## Brief
Set down word for word the lines that begin the entries and run through the line containing "the socket upgrade.". Give nothing further.

============

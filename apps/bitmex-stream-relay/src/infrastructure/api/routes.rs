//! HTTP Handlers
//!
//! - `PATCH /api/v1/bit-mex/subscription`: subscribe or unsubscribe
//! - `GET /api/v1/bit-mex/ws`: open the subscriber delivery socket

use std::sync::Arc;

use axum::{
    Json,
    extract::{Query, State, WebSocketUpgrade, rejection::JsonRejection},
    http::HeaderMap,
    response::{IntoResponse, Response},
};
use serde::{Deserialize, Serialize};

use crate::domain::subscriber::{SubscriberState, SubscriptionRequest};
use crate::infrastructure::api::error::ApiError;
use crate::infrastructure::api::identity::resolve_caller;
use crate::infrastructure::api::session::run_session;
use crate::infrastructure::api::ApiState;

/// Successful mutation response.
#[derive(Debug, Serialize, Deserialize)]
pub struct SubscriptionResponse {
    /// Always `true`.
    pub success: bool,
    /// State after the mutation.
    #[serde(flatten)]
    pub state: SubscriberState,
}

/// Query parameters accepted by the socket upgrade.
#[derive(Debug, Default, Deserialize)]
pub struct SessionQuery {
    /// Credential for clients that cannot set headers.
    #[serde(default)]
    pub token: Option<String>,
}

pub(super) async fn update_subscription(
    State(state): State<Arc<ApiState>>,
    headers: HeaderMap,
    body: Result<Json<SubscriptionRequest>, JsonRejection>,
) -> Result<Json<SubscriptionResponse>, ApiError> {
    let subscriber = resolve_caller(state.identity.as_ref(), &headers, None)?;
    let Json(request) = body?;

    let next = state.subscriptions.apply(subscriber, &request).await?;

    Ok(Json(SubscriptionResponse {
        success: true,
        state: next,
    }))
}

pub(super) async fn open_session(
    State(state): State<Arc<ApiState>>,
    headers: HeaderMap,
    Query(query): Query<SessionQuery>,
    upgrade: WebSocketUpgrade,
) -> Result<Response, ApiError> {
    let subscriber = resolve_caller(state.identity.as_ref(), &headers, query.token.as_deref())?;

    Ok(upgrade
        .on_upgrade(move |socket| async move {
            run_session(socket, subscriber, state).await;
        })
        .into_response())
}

============

## Answer to this task
filename apps/bitmex-stream-relay/src/infrastructure/api/routes.rs
//! HTTP Handlers
//!
//! - `PATCH /api/v1/bit-mex/subscription`: subscribe or unsubscribe
//! - `GET /api/v1/bit-mex/ws`: open the subscriber delivery socket

use std::sync::Arc;

use axum::{
    Json,
    extract::{Query, State, WebSocketUpgrade, rejection::JsonRejection},
    http::HeaderMap,
    response::{IntoResponse, Response},
};
use serde::{Deserialize, Serialize};

use crate::domain::subscriber::{SubscriberState, SubscriptionRequest};
use crate::infrastructure::api::error::ApiError;
use crate::infrastructure::api::identity::resolve_caller;
use crate::infrastructure::api::session::run_session;
use crate::infrastructure::api::ApiState;

/// Successful mutation response.
#[derive(Debug, Serialize, Deserialize)]
pub struct SubscriptionResponse {
    /// Always `true`.
    pub success: bool,
    /// State after the mutation.
    #[serde(flatten)]
    pub state: SubscriberState,
}

/// Query parameters accepted by the socket upgrade.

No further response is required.